İmam Şâfiî ve Hanbelî fakihler de benzer bir yaklaşımla kurbanın kesen açısından aynî sünnet, nafakalarını sağlamakla yükümlü olduğu aile fertleri açısından kifaî sünnet olduğu kanaatindedirler. Nasıl ki farz, aynî ve kifâî farz olmak üzere ikiye ayrılıyorsa sünnet de aynî ve kifâî kısımlarına ayrılır ki, aile bireyleri açısından kurban kifâî sünnet örneklerindendir.
Burada aynî oluş, gücü yeten herkesin kesmesinin sünnet olduğunu, kifaî oluş da içlerinden birinin kesmesiyle diğer aile fertlerinden talebin sâkıt olduğu ve sünnetin yerine gelmiş olacağı anlamına gelmektedir. Kesilen kurbanın tek bir davar, sığır ya da deve olması arasında herhangi bir fark yoktur. Kurban edilebilme özelliklerine sahib bir hayvan olması yeterlidir.

(Nevevî, Ravdatu’t-tâlibîn, II,466-467; Şirbînî, Muğni’l- muhtâc, Kahire 1377/1958, IV,283; Şevkânî, es-Seylu’l-cerrâr, IV,77-78; Bardakoğlu, “Kurban”, DİA, İstanbul 2002; XXVI, 438)

Aynı şekilde Rasûl-u Ekram (s.a.v.)’in, saf beyaz, semiz ve boynuzlu iki koçtan bir tanesini; ümmetinden kurban kesmeyenler adına, diğerini de kendisi ve aile fertleri adına kurban olarak kestiği muteber kaynaklarda ifade edilmektedir.

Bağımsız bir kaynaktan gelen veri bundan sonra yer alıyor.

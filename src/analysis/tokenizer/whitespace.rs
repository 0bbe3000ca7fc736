//! Whitespace tokenizer implementation.

use super::Tokenizer;

use crate::analysis::token::{IntoTokenStream, Token, TokenStream};

/// A tokenizer that splits text on runs of whitespace.
///
/// Tokens keep their case and punctuation; nothing but whitespace is removed.
#[derive(Clone, Copy, Debug, Default)]
pub struct WhitespaceTokenizer;

impl WhitespaceTokenizer {
    /// Create a new whitespace tokenizer.
    pub fn new() -> Self {
        WhitespaceTokenizer
    }

    /// Split `text` without allocating tokens.
    pub fn split<'a>(&self, text: &'a str) -> impl Iterator<Item = &'a str> + 'a {
        text.split_whitespace()
    }
}

impl Tokenizer for WhitespaceTokenizer {
    fn tokenize(&self, text: &str) -> TokenStream {
        self.split(text)
            .enumerate()
            .map(|(position, word)| Token::new(word, position))
            .collect::<Vec<_>>()
            .into_token_stream()
    }

    fn name(&self) -> &'static str {
        "whitespace"
    }
}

(Buhâhî, “Edâhî”, 7; Muslim, “Edâhî”, 18; Ebû Dâvûd, “Edâhî”, 3,4; Tirmizî, “Edâhî”, 2; Nesâî, “Dahâyâ”, 14,28-31; İbn Mâce, “Edâhî”, 1; Dârimî, “Edâhî”, 1.

Bu husustaki rivayetleri topluca görmek için Tahâvî, Şerhu Me‘âni’l-âsâr, III,475-7)

Ayrıca Hâkim (405/1014)’in el-Mustedrak’inde sened bakımından sahih olduğunu belirttiği, “Rasûlullah (s.a.v.) bütün ev halkı için tek bir koç kurban ederdi” (Zeylaî, Nasbu’r-râye, IV,210) şeklinde bir rivayet de bulunmaktadır.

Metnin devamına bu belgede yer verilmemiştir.